When it comes to treating children with shock, it can be worthwhile to spend a couple minutes scanning for unusual etiologies.
It had been a reasonably quiet morning shift in your ED until the hospital’s on-campus pediatric clinic called regarding a patient in transit. They are sending a 6-year-old girl who presented with a chief complaint of fever. The attending pediatrician is unable to provide much history but reports a fairly abrupt deterioration of the child’s status during the resident history and physical examination.
On arrival to the ED, the patient appears uncomfortable with reduced tone and activity. Her parents communicate their agreement that her condition worsened noticeably during the clinic evaluation. Vital signs include a blood pressure of 94/78 mmHg, heart rate 148, respirations 36 and temperature 104.30F. Her capillary refill time is 5 seconds and she appears pale.
It appears you are faced with a case of normotensive or “compensated” shock. Both her low pulse pressure and cold skin suggest profound vasoconstriction. Most of your staff has, quite appropriately, begun working on intravenous access while another nurse – an observer of your recent bedside diagnosis of an unsuspected pericardial effusion – hands you a curvilinear ultrasound probe.
In two previous issues of Soundings, we discussed multiple cases in which children presented with shock and emphasized how a systematic approach to scanning can be very useful. In this third segment covering pediatric resuscitation ultrasound, we will present a frequently neglected consideration in the child with undifferentiated shock.
You begin, as usual, by assessing the heart. It is small, appears morphologically normal, and contracts vigorously with no pericardial effusion present. Quickly, you rotate your probe and assess the inferior vena cava (IVC). It is small and collapses fully with inspiration. Your nurse asks you whether you would now like to administer 20 cc/kg of normal saline, pushed as quickly as possible.
In this case, your response is, appropriately, “Yes.” The “pump” is working and the “tank” seems near-empty. Improving perfusion is your foremost immediate priority.
While the fluid bolus is being administered, you apply a linear probe to the chest wall and quickly scan multiple lung segments. In addition to normal lung sliding and comet tail artifact you also observe the uniform presence of A-lines. Few or no B-lines are appreciated. The normal lung interstitium suggests vascular integrity and no third-spacing, at least to this point in the resuscitation.
Meanwhile, the fluid bolus has caused considerable improvement. The PICU has been contacted and a bed will be available soon. Your nurses, happy and relieved subsequent to another “save,” ask whether you would like to administer intravenous antibiotics subsequent to appropriate cultures of blood and urine pursuant to a diagnosis of sepsis.
At this point, the little voice in your head interjects, “could there be more to this?”
Your response to your nurses is, appropriately, “Yes, but I need to look around a little more.”
You now begin the extremely important task of searching for occult volume loss. Using a curvilinear probe, you begin by performing a traditional FAST (Focused Abdominal Sonography in Trauma) exam.
The right upper quadrant view is most definitely not normal. Fluid is clearly visible in the right paracolic gutter and Morison’s Pouch (Figure 1 – click image for video link). Moving to the left upper quadrant, you observe what appears to be some heterogeneity of the spleen (Figure 2). Proceeding further you also note free fluid in the pelvis (Figure 3).

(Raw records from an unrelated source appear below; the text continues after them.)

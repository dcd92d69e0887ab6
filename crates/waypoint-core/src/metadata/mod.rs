//! Metadata persistence.
//!
//! This module provides:
//! - Atomic JSON file operations
//! - Sidecar provenance records for checkpoint artifacts

mod atomic;
mod manager;

pub use atomic::{atomic_read_json, atomic_write_json};
pub use manager::{
    inspect_artifact, ArtifactReport, MetadataManager, MetadataRecord, MetadataRefresh,
    RunSnapshot,
};
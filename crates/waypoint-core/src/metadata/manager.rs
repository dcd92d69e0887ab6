//! Provenance sidecars for checkpoint artifacts.
//!
//! Every artifact `<name>` gets a JSON sidecar `<name>.metadata` describing
//! when it was observed, its size, a prefix fingerprint, and a snapshot of
//! the run configuration that produced it. Sidecars are overwritten on
//! refresh (no history) and are never deleted, even when their artifact is.

use crate::artifact::{compute_partial_fingerprint, ArtifactInfo, ArtifactStore};
use crate::config::ArtifactConfig;
use crate::metadata::atomic::{atomic_read_json, atomic_write_json};
use crate::validator::{ValidationFailure, Validator};
use crate::{Result, WaypointError};
use chrono::{DateTime, Utc};
use serde::{Deserialize, Serialize};
use std::path::{Path, PathBuf};
use std::sync::Mutex;
use tracing::{debug, info, warn};

/// Persisted provenance record for one artifact.
#[derive(Debug, Clone, PartialEq, Serialize, Deserialize)]
#[serde(rename_all = "camelCase")]
pub struct MetadataRecord {
    pub artifact_name: String,
    /// When this record was generated, not the filesystem creation time.
    pub created_at: DateTime<Utc>,
    pub size_bytes: u64,
    /// Artifact modification time at observation.
    pub source_modified_at: DateTime<Utc>,
    /// SHA256 of the first `fingerprint_window` bytes only.
    pub partial_fingerprint: String,
    pub fingerprint_window: u64,
    #[serde(default)]
    pub originating_config: serde_json::Value,
    #[serde(default)]
    pub training_params: serde_json::Value,
    pub schema_version: u32,
}

impl MetadataRecord {
    /// Whether this record still describes an artifact of the given state.
    pub fn matches(&self, size_bytes: u64, modified: DateTime<Utc>) -> bool {
        self.size_bytes == size_bytes && self.source_modified_at == modified
    }
}

/// Configuration and hyperparameters of the run writing the artifacts.
#[derive(Debug, Clone, PartialEq, Serialize, Deserialize)]
#[serde(rename_all = "camelCase")]
pub struct RunSnapshot {
    pub config: serde_json::Value,
    pub training_params: serde_json::Value,
}

impl Default for RunSnapshot {
    fn default() -> Self {
        Self {
            config: serde_json::Value::Object(Default::default()),
            training_params: serde_json::Value::Object(Default::default()),
        }
    }
}

impl RunSnapshot {
    pub fn new(config: serde_json::Value, training_params: serde_json::Value) -> Self {
        Self {
            config,
            training_params,
        }
    }

    /// Load a run configuration file.
    ///
    /// The whole document becomes the config snapshot; its `training`
    /// section, if any, doubles as the training parameters.
    pub fn from_file(path: impl AsRef<Path>) -> Result<Self> {
        let path = path.as_ref();
        let config: serde_json::Value = atomic_read_json(path)?
            .ok_or_else(|| WaypointError::FileNotFound(path.to_path_buf()))?;
        let training_params = config
            .get("training")
            .cloned()
            .unwrap_or_else(|| serde_json::Value::Object(Default::default()));
        Ok(Self {
            config,
            training_params,
        })
    }
}

/// Result of [`MetadataManager::generate_or_refresh`].
#[derive(Debug, Clone, PartialEq)]
pub struct MetadataRefresh {
    pub record: MetadataRecord,
    /// False when the existing sidecar was already current.
    pub written: bool,
}

/// Derives and persists sidecar records.
///
/// Writes are serialized through an internal lock; reads are lock-free
/// because sidecars are replaced atomically.
pub struct MetadataManager {
    snapshot: RunSnapshot,
    write_lock: Mutex<()>,
}

impl MetadataManager {
    pub fn new(snapshot: RunSnapshot) -> Self {
        Self {
            snapshot,
            write_lock: Mutex::new(()),
        }
    }

    pub fn snapshot(&self) -> &RunSnapshot {
        &self.snapshot
    }

    /// Load the sidecar for `artifact`, if one exists.
    pub fn load(artifact: &Path) -> Result<Option<MetadataRecord>> {
        let sidecar = ArtifactStore::sidecar_path(artifact);
        debug!("Loading metadata from {}", sidecar.display());
        atomic_read_json(&sidecar)
    }

    /// Write a fresh sidecar for `artifact` unless the existing one already
    /// matches the artifact's size and modification time.
    pub fn generate_or_refresh(&self, artifact: &Path) -> Result<MetadataRefresh> {
        let stat = std::fs::metadata(artifact).map_err(|e| {
            if e.kind() == std::io::ErrorKind::NotFound {
                WaypointError::FileNotFound(artifact.to_path_buf())
            } else {
                WaypointError::io_with_path(e, artifact)
            }
        })?;
        if !stat.is_file() {
            return Err(WaypointError::Other(format!(
                "{} is not a regular file",
                artifact.display()
            )));
        }

        let size_bytes = stat.len();
        let modified: DateTime<Utc> = stat
            .modified()
            .map_err(|e| WaypointError::io_with_path(e, artifact))?
            .into();

        match Self::load(artifact) {
            Ok(Some(existing)) if existing.matches(size_bytes, modified) => {
                debug!("Metadata for {} is current", artifact.display());
                return Ok(MetadataRefresh {
                    record: existing,
                    written: false,
                });
            }
            Ok(_) => {}
            Err(e) => warn!(
                "Replacing unreadable metadata for {}: {}",
                artifact.display(),
                e
            ),
        }

        let partial_fingerprint = compute_partial_fingerprint(artifact)?;
        let record = MetadataRecord {
            artifact_name: artifact
                .file_name()
                .map(|n| n.to_string_lossy().to_string())
                .unwrap_or_default(),
            created_at: Utc::now(),
            size_bytes,
            source_modified_at: modified,
            partial_fingerprint,
            fingerprint_window: ArtifactConfig::FINGERPRINT_WINDOW as u64,
            originating_config: self.snapshot.config.clone(),
            training_params: self.snapshot.training_params.clone(),
            schema_version: ArtifactConfig::METADATA_SCHEMA_VERSION,
        };

        let sidecar = ArtifactStore::sidecar_path(artifact);
        {
            let _lock = self.write_lock.lock().map_err(|_| {
                WaypointError::Other("Failed to acquire write lock for metadata".to_string())
            })?;
            atomic_write_json(&sidecar, &record)?;
        }

        info!(
            "Wrote metadata for {} ({} bytes)",
            record.artifact_name, record.size_bytes
        );
        Ok(MetadataRefresh {
            record,
            written: true,
        })
    }
}

/// Everything known about one artifact: its validation state plus sidecar.
#[derive(Debug, Clone, PartialEq, Serialize, Deserialize)]
#[serde(rename_all = "camelCase")]
pub struct ArtifactReport {
    pub info: ArtifactInfo,
    #[serde(default)]
    pub reason: Option<ValidationFailure>,
    pub sidecar_path: PathBuf,
    #[serde(default)]
    pub metadata: Option<MetadataRecord>,
    /// Set when a sidecar exists but could not be read.
    #[serde(default, skip_serializing_if = "Option::is_none")]
    pub metadata_error: Option<String>,
}

/// Validate `artifact` and attach its sidecar record, if any.
///
/// Never fails: an unreadable sidecar is reported in `metadata_error`.
pub fn inspect_artifact(validator: &Validator, artifact: &Path) -> ArtifactReport {
    let report = validator.validate(artifact);
    let (metadata, metadata_error) = match MetadataManager::load(artifact) {
        Ok(record) => (record, None),
        Err(e) => (None, Some(e.to_string())),
    };

    ArtifactReport {
        info: report.info,
        reason: report.reason,
        sidecar_path: ArtifactStore::sidecar_path(artifact),
        metadata,
        metadata_error,
    }
}

#[cfg(test)]
mod tests {
    use super::*;
    use serde_json::json;
    use std::io::Write;
    use std::time::{Duration, SystemTime};
    use tempfile::TempDir;

    fn manager() -> MetadataManager {
        MetadataManager::new(RunSnapshot::new(
            json!({"run": "tts-base", "sampleRate": 22050}),
            json!({"optimizer": "adamw", "batchSize": 16}),
        ))
    }

    fn write_artifact(dir: &Path, name: &str, bytes: &[u8]) -> PathBuf {
        let path = dir.join(name);
        std::fs::write(&path, bytes).unwrap();
        path
    }

    #[test]
    fn test_generate_writes_sidecar() {
        let temp = TempDir::new().unwrap();
        let artifact = write_artifact(temp.path(), "model_00010", &[5u8; 1024]);

        let refresh = manager().generate_or_refresh(&artifact).unwrap();
        assert!(refresh.written);

        let record = &refresh.record;
        assert_eq!(record.artifact_name, "model_00010");
        assert_eq!(record.size_bytes, 1024);
        assert_eq!(record.partial_fingerprint.len(), 64);
        assert_eq!(record.schema_version, 1);
        assert_eq!(record.training_params["batchSize"], 16);

        let sidecar = temp.path().join("model_00010.metadata");
        assert!(sidecar.exists());
        assert_eq!(MetadataManager::load(&artifact).unwrap().as_ref(), Some(record));
    }

    #[test]
    fn test_refresh_skips_unchanged() {
        let temp = TempDir::new().unwrap();
        let artifact = write_artifact(temp.path(), "model_last", &[1u8; 64]);
        let manager = manager();

        let first = manager.generate_or_refresh(&artifact).unwrap();
        let sidecar = ArtifactStore::sidecar_path(&artifact);
        let sidecar_modified = std::fs::metadata(&sidecar).unwrap().modified().unwrap();
        let sidecar_bytes = std::fs::read(&sidecar).unwrap();

        let second = manager.generate_or_refresh(&artifact).unwrap();
        assert!(!second.written);
        assert_eq!(second.record, first.record);
        assert_eq!(
            std::fs::metadata(&sidecar).unwrap().modified().unwrap(),
            sidecar_modified
        );
        assert_eq!(std::fs::read(&sidecar).unwrap(), sidecar_bytes);
    }

    #[test]
    fn test_refresh_after_change() {
        let temp = TempDir::new().unwrap();
        let artifact = write_artifact(temp.path(), "model_last", &[1u8; 64]);
        let manager = manager();
        let first = manager.generate_or_refresh(&artifact).unwrap();

        let mut file = std::fs::OpenOptions::new()
            .append(true)
            .open(&artifact)
            .unwrap();
        file.write_all(&[2u8; 64]).unwrap();
        file.set_modified(SystemTime::now() + Duration::from_secs(5))
            .unwrap();
        drop(file);

        let second = manager.generate_or_refresh(&artifact).unwrap();
        assert!(second.written);
        assert_eq!(second.record.size_bytes, 128);
        assert_ne!(
            second.record.partial_fingerprint,
            first.record.partial_fingerprint
        );
    }

    #[test]
    fn test_corrupt_sidecar_is_replaced() {
        let temp = TempDir::new().unwrap();
        let artifact = write_artifact(temp.path(), "model_last", &[1u8; 64]);
        std::fs::write(ArtifactStore::sidecar_path(&artifact), b"not json").unwrap();

        let refresh = manager().generate_or_refresh(&artifact).unwrap();
        assert!(refresh.written);
        assert!(MetadataManager::load(&artifact).unwrap().is_some());
    }

    #[test]
    fn test_missing_artifact() {
        let temp = TempDir::new().unwrap();
        let result = manager().generate_or_refresh(&temp.path().join("gone"));
        assert!(matches!(result, Err(WaypointError::FileNotFound(_))));
    }

    #[test]
    fn test_sidecar_survives_artifact_deletion() {
        let temp = TempDir::new().unwrap();
        let artifact = write_artifact(temp.path(), "model_00001", &[1u8; 16]);
        manager().generate_or_refresh(&artifact).unwrap();

        std::fs::remove_file(&artifact).unwrap();
        assert!(ArtifactStore::sidecar_path(&artifact).exists());
    }

    #[test]
    fn test_inspect_round_trips_record() {
        let temp = TempDir::new().unwrap();
        let artifact = write_artifact(temp.path(), "model_last", &[9u8; 32]);
        let written = manager().generate_or_refresh(&artifact).unwrap().record;

        let report = inspect_artifact(&Validator::new(0, vec!["model".into()]), &artifact);
        assert_eq!(report.metadata, Some(written));
        assert!(report.info.exists);
        assert!(!report.info.is_valid);
        assert!(report.metadata_error.is_none());
    }

    #[test]
    fn test_run_snapshot_from_file() {
        let temp = TempDir::new().unwrap();
        let path = temp.path().join("config.json");
        std::fs::write(&path, r#"{"model": "vits", "training": {"epochs": 1000}}"#).unwrap();

        let snapshot = RunSnapshot::from_file(&path).unwrap();
        assert_eq!(snapshot.config["model"], "vits");
        assert_eq!(snapshot.training_params, json!({"epochs": 1000}));
    }
}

It turns out that the child’s family recently returned to their stateside home following a two-week visit to Africa where the young girl met her grandparents for the first time. Her fever is due to malaria contracted during the visit. Subsequent to your stabilization, the resident working in the pediatric clinic volunteers that he palpated a very large spleen on his exam and was so impressed that he invited the clinic medical students to do the same. Not long after, the child was first noted to be pale and manifested other signs of shock.

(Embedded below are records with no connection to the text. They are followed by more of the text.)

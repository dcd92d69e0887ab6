//! Startup classification for the training loop.
//!
//! The training entry point makes one blocking call to
//! [`AutoResumeCoordinator::decide`] before it starts. The returned
//! [`ResumeMode`] tells it how much state to restore.

use crate::artifact::{ArtifactInfo, ArtifactStore};
use crate::config::CheckpointConfig;
use crate::error::Result;
use crate::resolver::{Resolution, Resolver};
use serde::{Deserialize, Serialize};
use std::fmt;
use tracing::info;

/// How the training loop should start.
#[derive(Debug, Clone, Copy, PartialEq, Eq, Serialize, Deserialize)]
#[serde(rename_all = "camelCase")]
pub enum ResumeMode {
    /// Continue this run: restore weights, optimizer, scheduler and epoch.
    Resume,
    /// Start a new run from external weights only.
    FineTune,
    /// Nothing to load.
    FreshStart,
}

impl ResumeMode {
    pub fn as_str(&self) -> &'static str {
        match self {
            ResumeMode::Resume => "resume",
            ResumeMode::FineTune => "fine_tune",
            ResumeMode::FreshStart => "fresh_start",
        }
    }

    /// Whether optimizer, scheduler and epoch counter should be restored.
    pub fn restores_training_state(&self) -> bool {
        matches!(self, ResumeMode::Resume)
    }

    /// Whether model weights should be loaded at all.
    pub fn loads_weights(&self) -> bool {
        !matches!(self, ResumeMode::FreshStart)
    }
}

impl fmt::Display for ResumeMode {
    fn fmt(&self, f: &mut fmt::Formatter<'_>) -> fmt::Result {
        write!(f, "{}", self.as_str())
    }
}

/// Outcome of startup resolution.
#[derive(Debug, Clone, PartialEq, Eq, Serialize, Deserialize)]
#[serde(rename_all = "camelCase")]
pub struct ResumeDecision {
    pub mode: ResumeMode,
    pub artifact: Option<ArtifactInfo>,
}

/// Resolves a checkpoint at startup and classifies it.
pub struct AutoResumeCoordinator {
    resolver: Resolver,
}

impl AutoResumeCoordinator {
    pub fn new(resolver: Resolver) -> Self {
        Self { resolver }
    }

    /// Validate `config`, create the output directory, and build a coordinator.
    ///
    /// This is the only place a configuration problem surfaces as an error.
    pub fn from_config(config: CheckpointConfig) -> Result<Self> {
        config.validate()?;
        config.ensure_output_directory()?;
        Ok(Self::new(Resolver::new(config)?))
    }

    pub fn resolver(&self) -> &Resolver {
        &self.resolver
    }

    /// Resolve and classify.
    pub fn decide(&self) -> ResumeDecision {
        self.decide_verbose().0
    }

    /// Resolve and classify, also returning the resolver's decision trace.
    pub fn decide_verbose(&self) -> (ResumeDecision, Resolution) {
        let resolution = self.resolver.resolve_verbose();
        let decision = classify(self.resolver.store(), resolution.selected.clone());

        match &decision.artifact {
            Some(artifact) => info!(
                "Startup mode {} from {}",
                decision.mode,
                artifact.path.display()
            ),
            None => info!("Startup mode {}", decision.mode),
        }
        (decision, resolution)
    }
}

/// Validate `config`, resolve, and classify in one call.
pub fn decide(config: CheckpointConfig) -> Result<ResumeDecision> {
    Ok(AutoResumeCoordinator::from_config(config)?.decide())
}

fn classify(store: &ArtifactStore, artifact: Option<ArtifactInfo>) -> ResumeDecision {
    let mode = match &artifact {
        Some(info) if store.contains(&info.path) => ResumeMode::Resume,
        Some(_) => ResumeMode::FineTune,
        None => ResumeMode::FreshStart,
    };
    ResumeDecision { mode, artifact }
}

Practitioners who are experienced in the care of patients with malaria admonish their trainees to palpate the spleen with the utmost of care. Rapid engorgement with distorted red blood cells causes the spleen to be very fragile and prone to injury. In fact, spontaneous rupture of the spleen is sufficiently common that this diagnosis should be suspected whenever a patient at risk for malaria presents with shock or abdominal pain.

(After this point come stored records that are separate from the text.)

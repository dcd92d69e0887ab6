//! Checkpoint artifacts on disk.
//!
//! - `format`: container codec (header + data section)
//! - `store`: directory listing and naming conventions
//! - `hashing`: prefix fingerprints
//! - `types`: [`ArtifactInfo`] and [`CandidateKind`]

pub mod format;
pub mod hashing;
pub mod store;
mod types;

pub use format::{decode, write_artifact, ArtifactEntry, DecodedArtifact, FormatError};
pub use hashing::compute_partial_fingerprint;
pub use store::{ArtifactStore, CheckpointNames, NumberedArtifact, StoredArtifact};
pub use types::{ArtifactInfo, CandidateKind};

Instead of going to the PICU, your patient goes with you to the CT scanner where a high-grade spleen injury is noted. Pharmacologic treatment for malaria is initiated while surgery is consulted. Subsequent to a period of bed rest the child’s condition improves while follow-up scans suggest healing of the injury. Surgery is avoided and she is discharged home and experiences a full recovery.
In a follow-up conference, you were asked why you chose to perform a FAST scan on a child presenting with fever and no history of trauma. Although tempted to allude to your extraordinary clinical judgment, you respond that you were trained to spend an extra minute or two to ensure against unusual etiologies of undifferentiated shock.